== Problem ==
Search the entries for the word "Kill". Copy every line that holds it.

== Dataset excerpts ==
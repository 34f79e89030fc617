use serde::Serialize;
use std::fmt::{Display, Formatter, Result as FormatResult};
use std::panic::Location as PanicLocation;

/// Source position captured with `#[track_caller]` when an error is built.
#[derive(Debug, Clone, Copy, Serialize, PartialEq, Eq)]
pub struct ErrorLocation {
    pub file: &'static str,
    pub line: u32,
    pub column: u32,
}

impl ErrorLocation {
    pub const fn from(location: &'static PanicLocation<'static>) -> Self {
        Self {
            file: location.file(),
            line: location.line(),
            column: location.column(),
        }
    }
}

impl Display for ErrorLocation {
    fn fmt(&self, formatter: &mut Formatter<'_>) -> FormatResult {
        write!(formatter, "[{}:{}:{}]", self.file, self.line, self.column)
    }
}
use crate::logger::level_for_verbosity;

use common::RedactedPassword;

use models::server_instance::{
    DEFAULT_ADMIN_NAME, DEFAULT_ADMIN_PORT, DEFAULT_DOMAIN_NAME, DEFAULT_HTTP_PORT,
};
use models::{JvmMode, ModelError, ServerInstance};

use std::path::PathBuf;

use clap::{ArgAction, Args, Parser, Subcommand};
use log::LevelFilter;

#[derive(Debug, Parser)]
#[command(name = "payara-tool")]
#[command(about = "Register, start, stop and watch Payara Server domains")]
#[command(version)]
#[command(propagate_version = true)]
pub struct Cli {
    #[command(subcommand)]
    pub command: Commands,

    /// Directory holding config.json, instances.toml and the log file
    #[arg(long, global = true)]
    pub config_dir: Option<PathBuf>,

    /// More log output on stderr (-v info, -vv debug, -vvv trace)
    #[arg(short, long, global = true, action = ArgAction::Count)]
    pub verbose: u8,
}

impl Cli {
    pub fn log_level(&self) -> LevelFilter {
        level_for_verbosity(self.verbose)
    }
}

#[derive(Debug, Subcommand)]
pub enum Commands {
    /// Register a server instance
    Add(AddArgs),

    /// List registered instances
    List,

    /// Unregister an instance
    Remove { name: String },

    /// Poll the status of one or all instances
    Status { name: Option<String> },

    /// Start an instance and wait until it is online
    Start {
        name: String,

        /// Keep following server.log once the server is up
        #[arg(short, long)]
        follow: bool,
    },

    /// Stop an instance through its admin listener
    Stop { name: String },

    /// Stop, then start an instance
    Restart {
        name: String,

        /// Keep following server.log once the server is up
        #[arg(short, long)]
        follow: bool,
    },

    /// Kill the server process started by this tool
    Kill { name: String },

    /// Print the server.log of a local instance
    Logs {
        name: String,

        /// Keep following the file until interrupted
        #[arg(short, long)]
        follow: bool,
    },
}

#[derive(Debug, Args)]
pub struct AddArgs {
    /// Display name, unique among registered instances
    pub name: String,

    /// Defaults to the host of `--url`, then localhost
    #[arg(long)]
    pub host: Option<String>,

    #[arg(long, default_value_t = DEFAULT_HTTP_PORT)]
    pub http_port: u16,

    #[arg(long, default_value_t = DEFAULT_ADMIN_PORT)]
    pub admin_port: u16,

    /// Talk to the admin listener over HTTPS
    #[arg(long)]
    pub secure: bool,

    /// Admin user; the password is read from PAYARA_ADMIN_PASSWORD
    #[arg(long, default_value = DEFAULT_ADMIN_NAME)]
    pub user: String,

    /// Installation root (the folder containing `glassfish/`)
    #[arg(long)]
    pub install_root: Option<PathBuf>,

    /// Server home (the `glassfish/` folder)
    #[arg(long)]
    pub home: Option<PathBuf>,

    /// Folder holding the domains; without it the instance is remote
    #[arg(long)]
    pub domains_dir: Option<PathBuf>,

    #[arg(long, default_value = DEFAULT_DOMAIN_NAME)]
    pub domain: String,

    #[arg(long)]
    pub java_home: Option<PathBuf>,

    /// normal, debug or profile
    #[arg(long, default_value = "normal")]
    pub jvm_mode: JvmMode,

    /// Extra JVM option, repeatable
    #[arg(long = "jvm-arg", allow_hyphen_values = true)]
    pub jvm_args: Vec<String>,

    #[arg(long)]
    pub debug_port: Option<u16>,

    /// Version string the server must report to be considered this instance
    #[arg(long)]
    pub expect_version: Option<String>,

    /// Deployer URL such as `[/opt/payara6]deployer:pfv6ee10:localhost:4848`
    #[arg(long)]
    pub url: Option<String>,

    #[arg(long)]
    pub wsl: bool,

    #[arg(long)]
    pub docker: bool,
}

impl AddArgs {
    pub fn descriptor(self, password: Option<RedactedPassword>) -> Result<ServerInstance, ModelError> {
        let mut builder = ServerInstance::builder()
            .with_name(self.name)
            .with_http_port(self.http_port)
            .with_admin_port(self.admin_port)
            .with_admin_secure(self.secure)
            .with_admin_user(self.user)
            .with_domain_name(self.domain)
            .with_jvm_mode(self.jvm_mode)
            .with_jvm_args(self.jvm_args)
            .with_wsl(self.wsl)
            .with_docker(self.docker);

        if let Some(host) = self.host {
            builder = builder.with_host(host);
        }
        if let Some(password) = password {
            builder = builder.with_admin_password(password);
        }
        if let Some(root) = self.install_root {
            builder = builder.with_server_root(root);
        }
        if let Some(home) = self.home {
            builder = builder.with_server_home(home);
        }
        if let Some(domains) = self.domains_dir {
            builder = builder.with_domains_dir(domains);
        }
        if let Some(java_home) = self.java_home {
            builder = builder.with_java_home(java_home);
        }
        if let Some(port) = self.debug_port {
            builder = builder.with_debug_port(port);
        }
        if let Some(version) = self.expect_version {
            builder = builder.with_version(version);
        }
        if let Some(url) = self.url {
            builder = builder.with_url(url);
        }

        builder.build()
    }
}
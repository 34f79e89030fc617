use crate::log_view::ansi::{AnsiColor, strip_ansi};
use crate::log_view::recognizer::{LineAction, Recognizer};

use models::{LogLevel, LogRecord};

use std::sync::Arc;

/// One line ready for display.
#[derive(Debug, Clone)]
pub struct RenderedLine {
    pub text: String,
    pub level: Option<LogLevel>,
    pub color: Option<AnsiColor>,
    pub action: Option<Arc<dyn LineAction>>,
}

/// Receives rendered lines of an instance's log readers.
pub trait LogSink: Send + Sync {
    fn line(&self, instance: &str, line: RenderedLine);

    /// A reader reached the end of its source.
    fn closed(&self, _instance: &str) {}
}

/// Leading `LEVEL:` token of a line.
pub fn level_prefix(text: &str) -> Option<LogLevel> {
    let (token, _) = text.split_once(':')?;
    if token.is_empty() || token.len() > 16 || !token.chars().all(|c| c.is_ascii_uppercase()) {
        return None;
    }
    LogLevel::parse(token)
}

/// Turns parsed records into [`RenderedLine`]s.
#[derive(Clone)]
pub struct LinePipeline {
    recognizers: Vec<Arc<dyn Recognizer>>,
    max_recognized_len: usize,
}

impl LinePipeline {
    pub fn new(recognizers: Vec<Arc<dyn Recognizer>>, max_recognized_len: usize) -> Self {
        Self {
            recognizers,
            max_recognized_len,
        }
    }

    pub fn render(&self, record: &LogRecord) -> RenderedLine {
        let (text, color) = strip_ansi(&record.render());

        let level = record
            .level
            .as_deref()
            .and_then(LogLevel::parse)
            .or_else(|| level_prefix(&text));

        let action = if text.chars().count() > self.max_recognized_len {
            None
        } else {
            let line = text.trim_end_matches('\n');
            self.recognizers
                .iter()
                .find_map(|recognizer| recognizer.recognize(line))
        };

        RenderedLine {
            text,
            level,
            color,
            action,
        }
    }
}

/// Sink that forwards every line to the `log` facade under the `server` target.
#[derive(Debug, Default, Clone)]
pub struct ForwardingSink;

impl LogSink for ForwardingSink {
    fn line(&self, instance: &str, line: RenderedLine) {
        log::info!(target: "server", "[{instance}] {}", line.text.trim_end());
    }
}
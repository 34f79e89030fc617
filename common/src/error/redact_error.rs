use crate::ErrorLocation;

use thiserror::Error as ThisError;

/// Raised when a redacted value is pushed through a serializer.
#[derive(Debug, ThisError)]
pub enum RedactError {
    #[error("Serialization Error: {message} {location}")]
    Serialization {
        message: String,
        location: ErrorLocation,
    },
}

== Answer section ==
    /// Kill the server process started by this tool
    Kill { name: String },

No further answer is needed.